Teuthete loosed a shaft that split one of the enemy shields, lancing on through to kill its bearer outright. The Mantis recurves had a prodigious power to them, but Totho carried something better.
He sighted up on the Scorpion line, using the notches and the little annotated scale he had meticulously cut into the weapon's sight, thus adjusting for his best guess at distance and elevation. It was like employing a little siege engine.
He loosed, more careful this time, pausing after each shot to find his next target. When he was done, there was a gap five shields wide in the Scorpion defence. He dropped back to recharge his weapon.

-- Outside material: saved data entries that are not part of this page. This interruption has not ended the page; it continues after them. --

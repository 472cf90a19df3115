//! Tracing setup
//!
//! Installs a global `tracing-subscriber` formatter once per process.
//! `RUST_LOG` wins over the configured filter when it is set.

use std::sync::Once;

use tracing_subscriber::{fmt, EnvFilter};

static TRACING_INIT: Once = Once::new();

/// Default directive when neither `RUST_LOG` nor a setting provides one
pub const DEFAULT_FILTER: &str = "iou_wizard=info";

/// Initializes the global tracing subscriber.
///
/// Output goes to stderr so CLI output on stdout stays machine readable.
pub fn init_tracing(filter: Option<&str>) {
    TRACING_INIT.call_once(|| {
        let filter = EnvFilter::try_from_default_env()
            .or_else(|_| EnvFilter::try_new(filter.unwrap_or(DEFAULT_FILTER)))
            .unwrap_or_else(|_| EnvFilter::new(DEFAULT_FILTER));

        let _ = fmt()
            .with_env_filter(filter)
            .with_writer(std::io::stderr)
            .try_init();

        tracing::debug!("tracing initialized");
    });
}
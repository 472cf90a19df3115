//! Data models for iou-wizard
//!
//! Amounts, participants, the report context and the host-owned draft state
//! the wizard reads.

pub mod iou;
pub mod money;
pub mod participant;
pub mod report;

pub use iou::{CurrentUser, IouDraft, IouType, NetworkStatus, PaymentMethod};
pub use money::{currency_symbol, is_valid_amount_draft, Money, MoneyParseError};
pub use participant::{
    participants_for_logins, Icon, Participant, PersonalDetails, PersonalDetailsList,
};
pub use report::{Report, ReportId, RouteParams};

Let the archers get busy now .
'Totho!' Amnon bellowed, and he was on his feet in an instant.
'What is it?' Totho's eyes scanned the surging Scorpion host, trying to spot what the other man had seen. He wasted precious time trying to fit a view of the entire battle into the slot of his helm, before he dragged it off to see. 'Oh …' And what? For a second he was frozen, not a military man at all but an artificer feeling abruptly out of place. Then: 'Shoot them down! The bearers! Shoot them!' It was too close, though. Too close already. The Scorpion lines were falling back raggedly, many of their men staying on alone to hack at the defenders. They must not realize what it is . Totho knew what it was, though. A petard. An explosive. A wall-breaker.
Too close. He ran along the width of the barricade and hooked one hand under Amnon's pauldron, before hurling himself back, shouting, 'Get off the wall!'
For a moment he thought Amnon would simply not budge and he would be left hanging from the man's armour like a trophy. Then his own weight told, and Amnon was falling back as, for the second time, Totho dropped from the barricade.
If Amnon falls on top of me he'll kill me . It was an odd candidate for potential last thoughts.
He struck the stone of the bridge and skidded, actually seeing a few sparks from the ridges of his breastplate, then he heard an almighty clatter as Amnon fell by his feet.
Totho braced himself as best he could.
There was a pause in which he wondered, Has it failed to go off?
It went off.
The force of the blast shook every stone of the bridge, even though it had been such a small petard. The shock lifted Totho up and put him down half a foot further back.
He got to his feet, head ringing with the sound of it, turning to see what extent of ruin had been wreaked on them.
The barricade was still there, incredibly. The stones of the centre had been shoved back six feet so that the entire construction was a funnel now, and the upper stones had been toppled from the lower, stripping two feet off the centre's height. At least ten of Amnon's spearmen were dead, torn apart by the blast. Three times as many Scorpions must have stayed in the fight and been ripped into pieces. For those who had remembered to fall back, there was now a great hole yawning in the centre of the Khanaphir defence.